Apartao
Merengue open-break separation
MerengueLevel: Beginner1 min read3 citations
See it danced
Video demo
Apartao is a merengue partner figure in which the couple moves briefly away from one another while keeping a joined handhold, then returns to the prior partnered frame; English-language instruction often glosses the same action as an open break.[1] It sits on merengue’s steady two-step pulse, with each partner continuing to step on every beat and using the knees and hips to keep the characteristic grounded sway rather than pausing in the separation.[2] In a common eight-count teaching frame, the leader steps away on the left as the follower steps away on the right, each moving back from the partner on the first beat, then both recover distance and rejoin over the remaining beats. The figure is not a turn: the bodies usually remain square, with only small frame adjustments needed to preserve elastic hand contact. Its vocabulary belongs to social merengue’s broader Dominican-derived partner practice, which spread through Dominican communities and popular dance instruction beyond the island, including New York and Miami.[3]
How it's danced
Lead and follow cues
CountMerengue eight-count teaching frame: 1-2-3-4 separate while stepping on every beat; 5-6-7-8 return while stepping on every beat.

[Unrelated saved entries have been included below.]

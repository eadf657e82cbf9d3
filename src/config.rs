use std::fs;
use std::path::{Path, PathBuf};

use log::{info, LevelFilter};
use serde::{Deserialize, Serialize};

use crate::error::{HarvestError, Result};

/// Placeholder substituted with the URL-encoded region name.
pub const QUERY_PLACEHOLDER: &str = "{query}";

const DEFAULT_URL_TEMPLATE: &str =
    "https://www.google.fr/maps/search/salle+de+jeu+et+de+divertissement+{query}";

const DEFAULT_REGIONS: [&str; 20] = [
    "Paris",
    "Marseille",
    "Lyon",
    "Toulouse",
    "Nice",
    "Nantes",
    "Strasbourg",
    "Montpellier",
    "Bordeaux",
    "Lille",
    "Rennes",
    "Reims",
    "Le Havre",
    "Saint-Étienne",
    "Toulon",
    "Grenoble",
    "Dijon",
    "Angers",
    "Nîmes",
    "Villeurbanne",
];

#[derive(Debug, Clone, Serialize, Deserialize)]
#[serde(default)]
pub struct HarvestConfig {
    pub output_path: PathBuf,
    /// Completed-region ledger. `None` disables resume.
    pub progress_path: Option<PathBuf>,
    pub url_template: String,
    pub regions: Vec<String>,
    /// CSV or XLSX file with a `City`/`Region` column; replaces `regions`.
    pub regions_file: Option<PathBuf>,
    pub concurrency: usize,
    pub limits: ScrapeLimits,
    pub delays: DelayConfig,
    pub fetcher: FetcherConfig,
    /// Names produced by results-summary pseudo-cards.
    pub sentinel_names: Vec<String>,
    pub log_level: String,
}

impl Default for HarvestConfig {
    fn default() -> Self {
        HarvestConfig {
            output_path: PathBuf::from("establishments.csv"),
            progress_path: Some(PathBuf::from("progress.json")),
            url_template: DEFAULT_URL_TEMPLATE.to_string(),
            regions: DEFAULT_REGIONS.iter().map(|r| r.to_string()).collect(),
            regions_file: None,
            concurrency: 2,
            limits: ScrapeLimits::default(),
            delays: DelayConfig::default(),
            fetcher: FetcherConfig::default(),
            sentinel_names: vec!["Résultats".to_string(), "Results".to_string()],
            log_level: "info".to_string(),
        }
    }
}

#[derive(Debug, Clone, Serialize, Deserialize)]
#[serde(default)]
pub struct ScrapeLimits {
    /// Attempts per region, the first one included.
    pub max_attempts: u32,
    /// Consecutive listing rounds without card growth before a region is exhausted.
    pub stagnant_rounds: u32,
    /// Run-wide duplicate count that stops the region being processed.
    pub duplicate_ceiling: u64,
    pub max_scroll_rounds: Option<u32>,
}

impl Default for ScrapeLimits {
    fn default() -> Self {
        ScrapeLimits {
            max_attempts: 3,
            stagnant_rounds: 3,
            duplicate_ceiling: 50,
            max_scroll_rounds: Some(10),
        }
    }
}

#[derive(Debug, Clone, Serialize, Deserialize)]
#[serde(default)]
pub struct DelayConfig {
    pub scroll_base_ms: u64,
    pub scroll_jitter_ms: u64,
    pub batch_min_ms: u64,
    pub batch_max_ms: u64,
    pub retry_base_ms: u64,
    pub consent_timeout_ms: u64,
    pub pause_poll_ms: u64,
}

impl Default for DelayConfig {
    fn default() -> Self {
        DelayConfig {
            scroll_base_ms: 2000,
            scroll_jitter_ms: 1500,
            batch_min_ms: 4000,
            batch_max_ms: 12000,
            retry_base_ms: 1000,
            consent_timeout_ms: 5000,
            pause_poll_ms: 500,
        }
    }
}

impl DelayConfig {
    /// No waiting anywhere. Used by tests and dry runs.
    pub fn immediate() -> Self {
        DelayConfig {
            scroll_base_ms: 0,
            scroll_jitter_ms: 0,
            batch_min_ms: 0,
            batch_max_ms: 0,
            retry_base_ms: 0,
            consent_timeout_ms: 1000,
            pause_poll_ms: 5,
        }
    }
}

/// Settings for the bundled HTTP fetcher.
#[derive(Debug, Clone, Serialize, Deserialize)]
#[serde(default)]
pub struct FetcherConfig {
    pub user_agent: String,
    pub accept_language: String,
    pub navigation_timeout_secs: u64,
    pub card_selector: String,
    pub title_selector: String,
    pub info_selector: String,
    pub website_selector: String,
    pub next_page_selector: String,
    /// Form whose submission declines the consent interstitial.
    pub consent_selector: String,
    /// Word that marks an info line as an address, besides a postal code.
    pub country_hint: String,
}

impl Default for FetcherConfig {
    fn default() -> Self {
        FetcherConfig {
            user_agent: "Mozilla/5.0 (Windows NT 10.0; Win64; x64) AppleWebKit/537.36 (KHTML, like Gecko) Chrome/120.0.0.0 Safari/537.36".to_string(),
            accept_language: "fr-FR,fr;q=0.9,en;q=0.8".to_string(),
            navigation_timeout_secs: 15,
            card_selector: "a.result-card".to_string(),
            title_selector: "h1".to_string(),
            info_selector: ".info-line".to_string(),
            website_selector: "a.website".to_string(),
            next_page_selector: "a[rel=next]".to_string(),
            consent_selector: "form.consent-reject".to_string(),
            country_hint: "France".to_string(),
        }
    }
}

impl HarvestConfig {
    /// Reads a JSON config file, or returns defaults when no path is given.
    pub fn load(path: Option<&Path>) -> Result<Self> {
        let config = match path {
            Some(path) => {
                let content = fs::read_to_string(path)?;
                let config: HarvestConfig = serde_json::from_str(&content)
                    .map_err(|e| HarvestError::Config(format!("{:?}: {}", path, e)))?;
                info!("Loaded configuration from {:?}", path);
                config
            }
            None => HarvestConfig::default(),
        };
        config.validate()?;
        Ok(config)
    }

    pub fn validate(&self) -> Result<()> {
        if self.concurrency == 0 {
            return Err(HarvestError::Config("concurrency must be at least 1".into()));
        }
        if self.limits.max_attempts == 0 {
            return Err(HarvestError::Config("limits.max_attempts must be at least 1".into()));
        }
        if self.limits.stagnant_rounds == 0 {
            return Err(HarvestError::Config("limits.stagnant_rounds must be at least 1".into()));
        }
        if self.url_template.matches(QUERY_PLACEHOLDER).count() != 1 {
            return Err(HarvestError::Config(format!(
                "url_template must contain {} exactly once",
                QUERY_PLACEHOLDER
            )));
        }
        if self.delays.batch_min_ms > self.delays.batch_max_ms {
            return Err(HarvestError::Config("delays.batch_min_ms exceeds delays.batch_max_ms".into()));
        }
        if self.regions.is_empty() && self.regions_file.is_none() {
            return Err(HarvestError::Config("no regions configured".into()));
        }
        Ok(())
    }

    pub fn log_level(&self) -> LevelFilter {
        self.log_level.parse().unwrap_or(LevelFilter::Info)
    }
}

The figure may also be shortened to a four-count apart-and-return phrase in social dancing.
Lead
From closed or open two-hand position, keep the merengue step on every beat. On 1, step away from the follower on the left foot, allowing the connected hand or hands to lengthen without pulling. On 2-4, continue small in-place or retreating steps while keeping the torso square and the arm elastic. On 5, begin returning toward the follower; on 6-8, close the distance and re-form the prior frame, with no intended turn and no slot exchange.
Follow
From closed or open two-hand position, keep the merengue step on every beat. On 1, step away from the leader on the right foot, matching the distance of the lead without collapsing the arm. On 2-4, continue compact steps with the torso facing the leader and the hand connection lightly stretched. On 5, begin returning toward the leader; on 6-8, close the distance and settle back into the prior frame, with no intended turn and no slot exchange.
Song timingFits steady social merengue in 2/4 or 4/4 feel. Comfortable at moderate-to-brisk social tempos when the separation stays compact; very fast tracks require a smaller apartao with less arm extension.
Learn first
Prerequisites
- Merengue basic step
- Closed hold and open two-hand hold
- Elastic hand connection
- Ability to maintain timing while changing distance
Watch out
Common mistakes
- Breaking the merengue pulse by stopping in the separated position instead of stepping through every beat.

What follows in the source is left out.